The school was the first public high school for African American students on James Island. In spite of segregation, the school provided students with educational opportunities that were previously inaccessible. Due to the outstanding education students received at W. Gresham Meggett, many graduates went on to attend prestigious universities, becoming doctors, lawyers, educators, engineers, politicians, businesspeople, nurses, writers, military officers, professional athletes, and community leaders.
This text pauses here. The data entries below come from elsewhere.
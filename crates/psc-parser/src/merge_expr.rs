//! Value merging.
//!
//! Dispatch on the group of the first remaining token, with one token of
//! look-ahead for names and brackets:
//!
//! - literal → [`ExprKind::Literal`]
//! - name → call, array access, assignment or plain name
//! - `[` → array literal (folded into a literal when every element is constant)
//! - `(` → cast when it encloses only a data type, bracketed value otherwise
//! - `|` → multi-call, closed by the next `|`
//! - prefix operator → prefix application to the next operand
//!
//! After an operand, postfix operators and `is <type>` wrap it. Infix
//! operators then collect a flat operation; anything else ends the value and
//! is left for the caller.

use std::sync::Arc;

use psc_tokens::{
    AssignmentType, BuilderType, KeywordType, PrefixOpType, SpecificType, Token, VALUE_START,
};
use psc_types::{ErrorCode, PscError, Result, SingleType};
use psc_value::{ArrayValue, Number, Value};

use crate::ast::{Expr, ExprKind, Ident, Operation, Operator};
use crate::merger::Merger;

impl<'t> Merger<'t> {
    // ══════════════════════════════════════════════════════════════════════════
    // Entry Point
    // ══════════════════════════════════════════════════════════════════════════

    /// Merge one value: an operand optionally followed by a run of infix
    /// operators and operands.
    pub fn merge_value(&mut self) -> Result<Expr> {
        let head = self.merge_operand()?;
        let mut tail = Vec::new();
        while let Some(SpecificType::Infix(kind)) = self.peek_kind() {
            let op = self.advance()?;
            let operand = self.merge_operand()?;
            tail.push((Operator::new(kind, op.span), Arc::new(operand)));
        }
        if tail.is_empty() {
            return Ok(head);
        }
        let operation = crate::chain::rewrite_comparison_chains(Operation {
            head: Arc::new(head),
            tail,
        });
        tracing::trace!(operators = operation.len(), "merged operation");
        let span = operation.span();
        Ok(Expr::new(ExprKind::Operation(operation), span))
    }

    /// Merge one operand with its postfix operators and `is` tests.
    pub(crate) fn merge_operand(&mut self) -> Result<Expr> {
        self.enter()?;
        let result = self.merge_operand_inner();
        self.leave();
        result
    }

    fn merge_operand_inner(&mut self) -> Result<Expr> {
        let mut expr = self.merge_primary()?;
        loop {
            match self.peek_kind() {
                Some(SpecificType::Postfix(op)) => {
                    let token = self.advance()?;
                    let span = expr.span.merge(token.span);
                    expr = Expr::new(
                        ExprKind::Postfix {
                            op,
                            operand: Box::new(expr),
                        },
                        span,
                    );
                }
                Some(SpecificType::Keyword(KeywordType::Is)) => {
                    expr = self.merge_is(expr)?;
                }
                _ => return Ok(expr),
            }
        }
    }

    // ══════════════════════════════════════════════════════════════════════════
    // Primaries
    // ══════════════════════════════════════════════════════════════════════════

    fn merge_primary(&mut self) -> Result<Expr> {
        let Some(token) = self.peek() else {
            return Err(self.missing_operand());
        };
        // `-`, `++` and `--` read as prefix operators in operand position.
        let kind = match token.kind {
            SpecificType::Infix(_) | SpecificType::Postfix(_) => {
                token.kind.as_prefix().unwrap_or(token.kind)
            }
            other => other,
        };
        match kind {
            SpecificType::Literal => {
                let token = self.advance()?;
                let value = literal_value(token)?;
                tracing::trace!(text = %token.text, "merged literal");
                Ok(Expr::new(ExprKind::Literal(value), token.span))
            }
            SpecificType::Name => self.merge_name(),
            SpecificType::Builder(BuilderType::ArrayStart) => self.merge_array(),
            SpecificType::Builder(BuilderType::OpenBracket) => self.merge_bracket(),
            SpecificType::Builder(BuilderType::MultiCall) => self.merge_multi_call(),
            SpecificType::Prefix(op) => {
                let token = self.advance_as(kind)?;
                let operand = self.merge_operand()?;
                Ok(prefix(op, operand, token))
            }
            _ => Err(self.unexpected(token, VALUE_START)),
        }
    }

    /// A name, call, array access or assignment.
    fn merge_name(&mut self) -> Result<Expr> {
        let token = self.advance()?;
        let name = Ident::new(token.text.clone(), token.span);
        match self.peek_kind() {
            Some(SpecificType::Builder(BuilderType::OpenBracket)) => self.merge_call(name),
            Some(SpecificType::Builder(BuilderType::ArrayStart)) => self.merge_access(name),
            Some(SpecificType::Assignment(op)) => self.merge_assignment(name, op),
            _ => {
                tracing::trace!(name = %name, "merged name");
                Ok(Expr::new(ExprKind::Name(name.name), name.span))
            }
        }
    }

    /// `name(arg, ...)`
    fn merge_call(&mut self, name: Ident) -> Result<Expr> {
        let open = self.advance()?;
        let mut args = Vec::new();
        if !self.check_builder(BuilderType::CloseBracket) {
            loop {
                args.push(self.merge_value()?);
                if self.check_builder(BuilderType::Comma) {
                    self.advance()?;
                } else {
                    break;
                }
            }
        }
        let close =
            self.expect_builder(BuilderType::CloseBracket, ErrorCode::UNCLOSED_BRACKET, open.span)?;
        tracing::trace!(name = %name, args = args.len(), "merged call");
        let span = name.span.merge(close.span);
        Ok(Expr::new(ExprKind::Call { name, args }, span))
    }

    /// `name[i]`, `name[i][j]`, ...
    fn merge_access(&mut self, name: Ident) -> Result<Expr> {
        let mut indices = Vec::new();
        let mut span = name.span;
        while self.check_builder(BuilderType::ArrayStart) {
            let open = self.advance()?;
            indices.push(self.merge_value()?);
            let close =
                self.expect_builder(BuilderType::ArrayEnd, ErrorCode::UNCLOSED_ARRAY, open.span)?;
            span = span.merge(close.span);
        }
        tracing::trace!(name = %name, depth = indices.len(), "merged array access");
        Ok(Expr::new(ExprKind::ArrayAccess { name, indices }, span))
    }

    /// `name = value`, `name += value`, ...
    fn merge_assignment(&mut self, target: Ident, op: AssignmentType) -> Result<Expr> {
        self.advance()?;
        let value = self.merge_value()?;
        let span = target.span.merge(value.span);
        tracing::trace!(name = %target, op = %op, "merged assignment");
        Ok(Expr::new(
            ExprKind::Assignment {
                target,
                op,
                value: Box::new(value),
            },
            span,
        ))
    }

    /// `[a, b, ...]`
    fn merge_array(&mut self) -> Result<Expr> {
        let open = self.advance()?;
        let mut elements = Vec::new();
        if !self.check_builder(BuilderType::ArrayEnd) {
            loop {
                elements.push(self.merge_value()?);
                if self.check_builder(BuilderType::Comma) {
                    self.advance()?;
                } else {
                    break;
                }
            }
        }
        let close = self.expect_builder(BuilderType::ArrayEnd, ErrorCode::UNCLOSED_ARRAY, open.span)?;
        let span = open.span.merge(close.span);
        tracing::trace!(elements = elements.len(), "merged array literal");
        if elements.iter().all(Expr::is_literal) {
            return Ok(Expr::new(ExprKind::Literal(fold_array(elements)), span));
        }
        Ok(Expr::new(ExprKind::ArrayLiteral(elements), span))
    }

    /// `|a, b, ...|`
    fn merge_multi_call(&mut self) -> Result<Expr> {
        let open = self.advance()?;
        if self.check_builder(BuilderType::MultiCall) {
            return Err(PscError::new(
                ErrorCode::MISSING_OPERAND,
                format!("a multi-call needs at least one value on line {}", open.line()),
                open.span,
            ));
        }
        let mut values = Vec::new();
        loop {
            values.push(self.merge_value()?);
            if self.check_builder(BuilderType::Comma) {
                self.advance()?;
            } else {
                break;
            }
        }
        let close =
            self.expect_builder(BuilderType::MultiCall, ErrorCode::UNCLOSED_BRACKET, open.span)?;
        tracing::trace!(values = values.len(), "merged multi-call");
        Ok(Expr::new(ExprKind::MultiCall(values), open.span.merge(close.span)))
    }

    /// `(type) operand` or `(value)`.
    fn merge_bracket(&mut self) -> Result<Expr> {
        if let (Some(SpecificType::DataType(target)), Some(SpecificType::Builder(BuilderType::CloseBracket))) =
            (self.look_ahead(1), self.look_ahead(2))
        {
            let open = self.advance()?;
            self.advance()?;
            self.advance()?;
            let operand = self.merge_operand()?;
            let span = open.span.merge(operand.span);
            tracing::trace!(target = %target, "merged cast");
            return Ok(Expr::new(
                ExprKind::Cast {
                    target,
                    operand: Box::new(operand),
                },
                span,
            ));
        }
        let open = self.advance()?;
        let inner = self.merge_value()?;
        let close =
            self.expect_builder(BuilderType::CloseBracket, ErrorCode::UNCLOSED_BRACKET, open.span)?;
        Ok(Expr::new(
            ExprKind::Bracketed(Box::new(inner)),
            open.span.merge(close.span),
        ))
    }

    /// `operand is type`
    fn merge_is(&mut self, operand: Expr) -> Result<Expr> {
        let is = self.advance()?;
        let Some(token) = self.peek() else {
            return Err(self.missing_operand());
        };
        let SpecificType::DataType(target) = token.kind else {
            return Err(self.unexpected(token, psc_tokens::allowed_followers(is.kind)));
        };
        if target.base == SingleType::Var {
            return Err(PscError::new(
                ErrorCode::ILLEGAL_CODE_FORMAT,
                format!(
                    "'{}' cannot be tested with 'is' on line {}, every value is a {target}",
                    token.text,
                    token.line()
                ),
                token.span,
            ));
        }
        let token = self.advance()?;
        let span = operand.span.merge(token.span);
        Ok(Expr::new(
            ExprKind::Is {
                operand: Box::new(operand),
                target,
            },
            span,
        ))
    }
}

/// The constant a literal token denotes.
fn literal_value(token: &Token) -> Result<Value> {
    let text = token.text.as_str();
    if text == "true" || text == "false" {
        return Ok(Value::Bool(text == "true"));
    }
    if let Some(inner) = text.strip_prefix('"').and_then(|t| t.strip_suffix('"')) {
        return Ok(Value::text(inner));
    }
    if let Some(inner) = text.strip_prefix('\'').and_then(|t| t.strip_suffix('\'')) {
        let mut chars = inner.chars();
        if let (Some(c), None) = (chars.next(), chars.next()) {
            return Ok(Value::Char(c));
        }
    }
    Number::parse(text)
        .map(Value::Number)
        .map_err(|e| e.into_diagnostic(token.span))
}

/// Apply a prefix operator, folding negated number literals.
fn prefix(op: PrefixOpType, operand: Expr, token: &Token) -> Expr {
    let span = token.span.merge(operand.span);
    if op == PrefixOpType::Neg {
        if let ExprKind::Literal(Value::Number(n)) = &operand.kind {
            return Expr::new(ExprKind::Literal(Value::Number(n.neg())), span);
        }
    }
    Expr::new(
        ExprKind::Prefix {
            op,
            operand: Box::new(operand),
        },
        span,
    )
}

/// Fold constant elements into one array value.
fn fold_array(elements: Vec<Expr>) -> Value {
    let values = elements
        .into_iter()
        .filter_map(|e| match e.kind {
            ExprKind::Literal(v) => Some(v),
            _ => None,
        })
        .collect();
    Value::Array(ArrayValue::generic(values))
}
Listing the school on the National Register was a first step in increasing the community group’s ability to apply for grants to make the building into a museum and community center, enabling the school building to continue to serve as space to promote social justice and upward mobility for the African American community.

An example of a carriage house-quarters building at the Branford-Horry House

During my internship with HCF, I also conducted research for HCF and the Slave Dwelling Project’s inaugural Beyond the Big House Tour. Unlike traditional house tours in Charleston that focused on the architecture and gardens of the main house, the Beyond the Big House tour took visitors into the back buildings and work yards where enslaved people lived and labored. I researched and wrote about carriage house typologies in Charleston for the tour guides’ manual. Carriage houses often had rooms for carriages and horses on the ground floor with haylofts and living quarters for enslaved people on the second floor. I also researched the lives of free and enslaved people of color who lived at several houses on the tour. I wrote the histories to be accessible to the volunteer tour guides and visitors. The Beyond the Big House tour was paradigm-shifting because it recognized the importance of enslaved and free people of colors’ contributions to Charleston’s history and presented a more inclusive story of the built environment to the public.

This brick building behind the Heyward-Washington House contained a kitchen, laundry, and slave quarters

The history of Louis B. Middleton and his gravestone is another example of my public-facing research. The research on Middleton was part of a larger cemetery conservation project my classmates and I completed for the Mother Emanuel AME Church. Middleton was buried under the gravestone of a Confederate soldier, which has frequently been marked with Confederate battle flags. The church asked me to research whether or not Middleton had been an African American Confederate soldier.

Middleton’s gravestone in the Emanuel AME Cemetery

I found that as a teenager, Middleton had served his enslaver Robert Bentham Simons as a camp attendant and cook during the Civil War. After the war, Middleton worked as a plasterer and brick mason. He and his wife Martha bought a house on Hagood Street and had two daughters. Their daughter, Ruby Middleton Forsythe became a nationally-recognized educator. As part of the creation of the Lost Cause narrative that sought to depict slavery as a benevolent institution, South Carolina extended veterans’ pensions to African Americans who had served their masters as camp cooks or body servants during the Civil War in 1923. Cash-strapped, aging African Americans like Middleton used the extension of the pension system to their advantage. After suffering from declining health for years, Middleton died in 1935 and was buried in the AME cemetery. Forsythe applied for and received a Confederate soldier’s gravestone from the U.S. War Department at no cost. The War Department also recognized African American camp attendants as Confederate soldiers by the 1930s, showing the pervasiveness of the Lost Cause narrative during the early-to-mid twentieth century. Working-class African Americans like Middleton and Forsythe used the systems designed to support the Lost Cause narrative to their financial advantage.